Time a beau l'avoir inclus dans sa liste des meilleurs films de tous les temps, Pyaasa reste aujourd'hui tout aussi méconnu que son réalisateur/acteur, Guru Dutt. Malgré une carrière éclair à laquelle un destin tragique a brutalement mis fin, ce dernier est aujourd'hui considéré comme l'un des piliers du cinéma bollywoodien et même surnommé le Orson Welles indien. Des louanges en rien galvaudées, et il suffit de regarder Pyaasa pour s'en convaincre.
Dutt partage en effet bien plus qu'une vague ressemblance physique avec Welles. Comme le réalisateur de Citizen Kane, il s'investit corps et âme autant dans la réalisation que l'interprétation, imposant une vision de cinéma aussi esthétique qu'éminemment romantique. Pyaasa éblouit les mirettes de bout en bout avec ses contrastes appuyés, ses mouvements de caméra grandiloquents et ses quelques trouvailles visuelles ingénieuses. Mais il est aussi nourri de nobles idéaux et de convictions politico-sociales portées avec fougue par son auteur. Les nombreuses chansons sont particulièrement éloquentes à cet égard, avec notamment deux morceaux de bravoure qui portent une charge aussi virulente que courageuse aux fondements même de la société indienne, et fustigent pêle-mêle l'injustice sociale, l'hypocrisie, le traitement fait aux femmes ou encore la toute puissance de la roupie.

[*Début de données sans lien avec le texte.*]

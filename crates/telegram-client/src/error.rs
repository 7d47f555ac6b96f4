//! Telegram client errors.

use thiserror::Error;

#[derive(Error, Debug)]
pub enum TelegramError {
    #[error("HTTP error: {0}")]
    Http(reqwest::Error),

    #[error("JSON error: {0}")]
    Json(#[from] serde_json::Error),

    /// The Bot API answered with `ok: false`.
    #[error("API error: {0}")]
    Api(String),

    #[error("Send failed: {0}")]
    SendFailed(String),
}

impl From<reqwest::Error> for TelegramError {
    fn from(e: reqwest::Error) -> Self {
        // Request URLs carry the bot token.
        TelegramError::Http(e.without_url())
    }
}
//! Bot command handlers.

mod admin;
mod hello;
mod help;
mod proxy;
mod register;
mod usage;

pub use admin::{DeleteUserHandler, TokenHandler, TrafficHandler, UsersHandler};
pub use hello::HelloHandler;
pub use help::HelpHandler;
pub use proxy::{ProxyHandler, RotateHandler};
pub use register::RegisterHandler;
pub use usage::UsageHandler;

use crate::error::{AppError, AppResult};
use async_trait::async_trait;
use relay_ledger::{LedgerError, ReconciliationEngine, RegistrationAuthority};
use std::collections::HashSet;
use std::sync::Arc;
use telegram_client::BotMessage;
use tracing::{debug, error, warn};

/// Telegram user ids with admin rights.
pub type Admins = Arc<HashSet<i64>>;

/// Command handler trait.
#[async_trait]
pub trait CommandHandler: Send + Sync {
    /// Command name without the leading slash (e.g., "proxy").
    fn trigger(&self) -> &str;

    /// Restricted to configured admins.
    fn admin_only(&self) -> bool {
        false
    }

    /// Only accepted in a private chat with the bot.
    fn private_only(&self) -> bool {
        false
    }

    /// Check if this handler matches the message.
    fn matches(&self, message: &BotMessage) -> bool {
        message.command() == Some(self.trigger())
    }

    /// Execute the command.
    async fn execute(&self, message: &BotMessage) -> AppResult<String>;
}

/// Routes messages to handlers and turns failures into user-facing replies.
pub struct Dispatcher {
    handlers: Vec<Box<dyn CommandHandler>>,
    admins: Admins,
}

impl Dispatcher {
    pub fn new(handlers: Vec<Box<dyn CommandHandler>>, admins: Admins) -> Self {
        Self { handlers, admins }
    }

    /// Every command the bot understands.
    pub fn standard(
        engine: Arc<ReconciliationEngine>,
        authority: Arc<RegistrationAuthority>,
        admins: Admins,
    ) -> Self {
        let handlers: Vec<Box<dyn CommandHandler>> = vec![
            Box::new(HelloHandler::new(admins.clone())),
            Box::new(HelpHandler::new(admins.clone())),
            Box::new(RegisterHandler::new(authority.clone())),
            Box::new(ProxyHandler::new(engine.clone())),
            Box::new(RotateHandler::new(engine.clone())),
            Box::new(UsageHandler::new(engine.clone())),
            Box::new(TokenHandler::new(authority)),
            Box::new(UsersHandler::new(engine.clone())),
            Box::new(DeleteUserHandler::new(engine.clone())),
            Box::new(TrafficHandler::new(engine)),
        ];
        Self::new(handlers, admins)
    }

    pub fn len(&self) -> usize {
        self.handlers.len()
    }

    pub fn is_empty(&self) -> bool {
        self.handlers.is_empty()
    }

    /// Reply for a message, or `None` when no handler wants it.
    pub async fn dispatch(&self, message: &BotMessage) -> Option<String> {
        let handler = self.handlers.iter().find(|h| h.matches(message))?;

        if handler.admin_only() && !self.admins.contains(&message.user_id) {
            warn!("User {} tried admin command /{}", message.user_id, handler.trigger());
            return Some("This command is for admins only.".into());
        }
        if handler.private_only() && !message.is_private {
            return Some("Please send this command in a private chat with me.".into());
        }

        debug!("User {} -> /{}", message.user_id, handler.trigger());
        match handler.execute(message).await {
            Ok(response) => Some(response),
            Err(e) => {
                error!("Handler /{} failed: {}", handler.trigger(), e);
                Some(user_message(&e))
            }
        }
    }
}

/// Short explanation of an error, safe to show to the user.
pub fn user_message(error: &AppError) -> String {
    match error {
        AppError::Ledger(LedgerError::NotRegistered(_)) => {
            "You are not registered yet. Ask an admin for a token and send /register &lt;token&gt;."
                .into()
        }
        AppError::Ledger(LedgerError::InvalidToken) => "That token is invalid or already used.".into(),
        AppError::Ledger(LedgerError::AlreadyRegistered(_)) => "You are already registered.".into(),
        AppError::Ledger(LedgerError::StoreConflict(_)) => {
            "Your account is busy, please try again.".into()
        }
        AppError::Ledger(e) if e.is_relay_failure() => {
            "The relay is not reachable right now, please try again later.".into()
        }
        AppError::Relay(_) => "The relay is not reachable right now, please try again later.".into(),
        _ => "Sorry, something went wrong.".into(),
    }
}

#[cfg(test)]
mod tests {
    use super::*;

    struct EchoHandler {
        admin_only: bool,
        private_only: bool,
    }

    #[async_trait]
    impl CommandHandler for EchoHandler {
        fn trigger(&self) -> &str {
            "echo"
        }

        fn admin_only(&self) -> bool {
            self.admin_only
        }

        fn private_only(&self) -> bool {
            self.private_only
        }

        async fn execute(&self, message: &BotMessage) -> AppResult<String> {
            if message.args() == "fail" {
                return Err(LedgerError::InvalidToken.into());
            }
            Ok(format!("echo {}", message.args()))
        }
    }

    fn message(user_id: i64, text: &str, is_private: bool) -> BotMessage {
        BotMessage {
            user_id,
            chat_id: user_id,
            text: text.into(),
            is_private,
            display_name: "tester".into(),
        }
    }

    fn dispatcher(admin_only: bool, private_only: bool) -> Dispatcher {
        Dispatcher::new(
            vec![Box::new(EchoHandler {
                admin_only,
                private_only,
            })],
            Arc::new(HashSet::from([1])),
        )
    }

    #[tokio::test]
    async fn test_dispatch_routes_by_command() {
        let d = dispatcher(false, false);
        assert_eq!(d.dispatch(&message(2, "/echo hi", false)).await.unwrap(), "echo hi");
        assert!(d.dispatch(&message(2, "/other", true)).await.is_none());
        assert!(d.dispatch(&message(2, "echo", true)).await.is_none());
    }

    #[tokio::test]
    async fn test_dispatch_enforces_admin_and_private() {
        let admin = dispatcher(true, false);
        assert_eq!(
            admin.dispatch(&message(2, "/echo", true)).await.unwrap(),
            "This command is for admins only."
        );
        assert_eq!(admin.dispatch(&message(1, "/echo x", true)).await.unwrap(), "echo x");

        let private = dispatcher(false, true);
        assert!(private
            .dispatch(&message(2, "/echo", false))
            .await
            .unwrap()
            .contains("private chat"));
    }

    #[tokio::test]
    async fn test_dispatch_maps_errors() {
        let d = dispatcher(false, false);
        assert_eq!(
            d.dispatch(&message(2, "/echo fail", true)).await.unwrap(),
            "That token is invalid or already used."
        );
    }

    #[test]
    fn test_user_message_for_relay_failures() {
        let unavailable = AppError::Ledger(LedgerError::RelayUnavailable("down".into()));
        assert!(user_message(&unavailable).contains("relay is not reachable"));

        let rejected = AppError::Ledger(LedgerError::RelayRejected("409".into()));
        assert!(user_message(&rejected).contains("relay is not reachable"));

        let missing = AppError::Ledger(LedgerError::MissingCredential("c1".into()));
        assert_eq!(user_message(&missing), "Sorry, something went wrong.");
    }
}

Malgré ses quelques instants de légèreté en compagnie d'un masseur un poil lourdingue et ses sommets d'onirisme (magnifique scène de danse entre Vijay et Meena), Pyaasa a donc surtout la saveur d'un coup de poing désabusé, à la limite de la misanthropie. Et même si en contrepartie quelques clichés dramatiques horripilants viennent ternir le tableau, ce film qui doit autant à l'expressionisme qu'au néo-réalisme et à la vision d'un réalisateur amoureux fou de cinéma, n'a pas volé sa place au panthéon bollywoodien.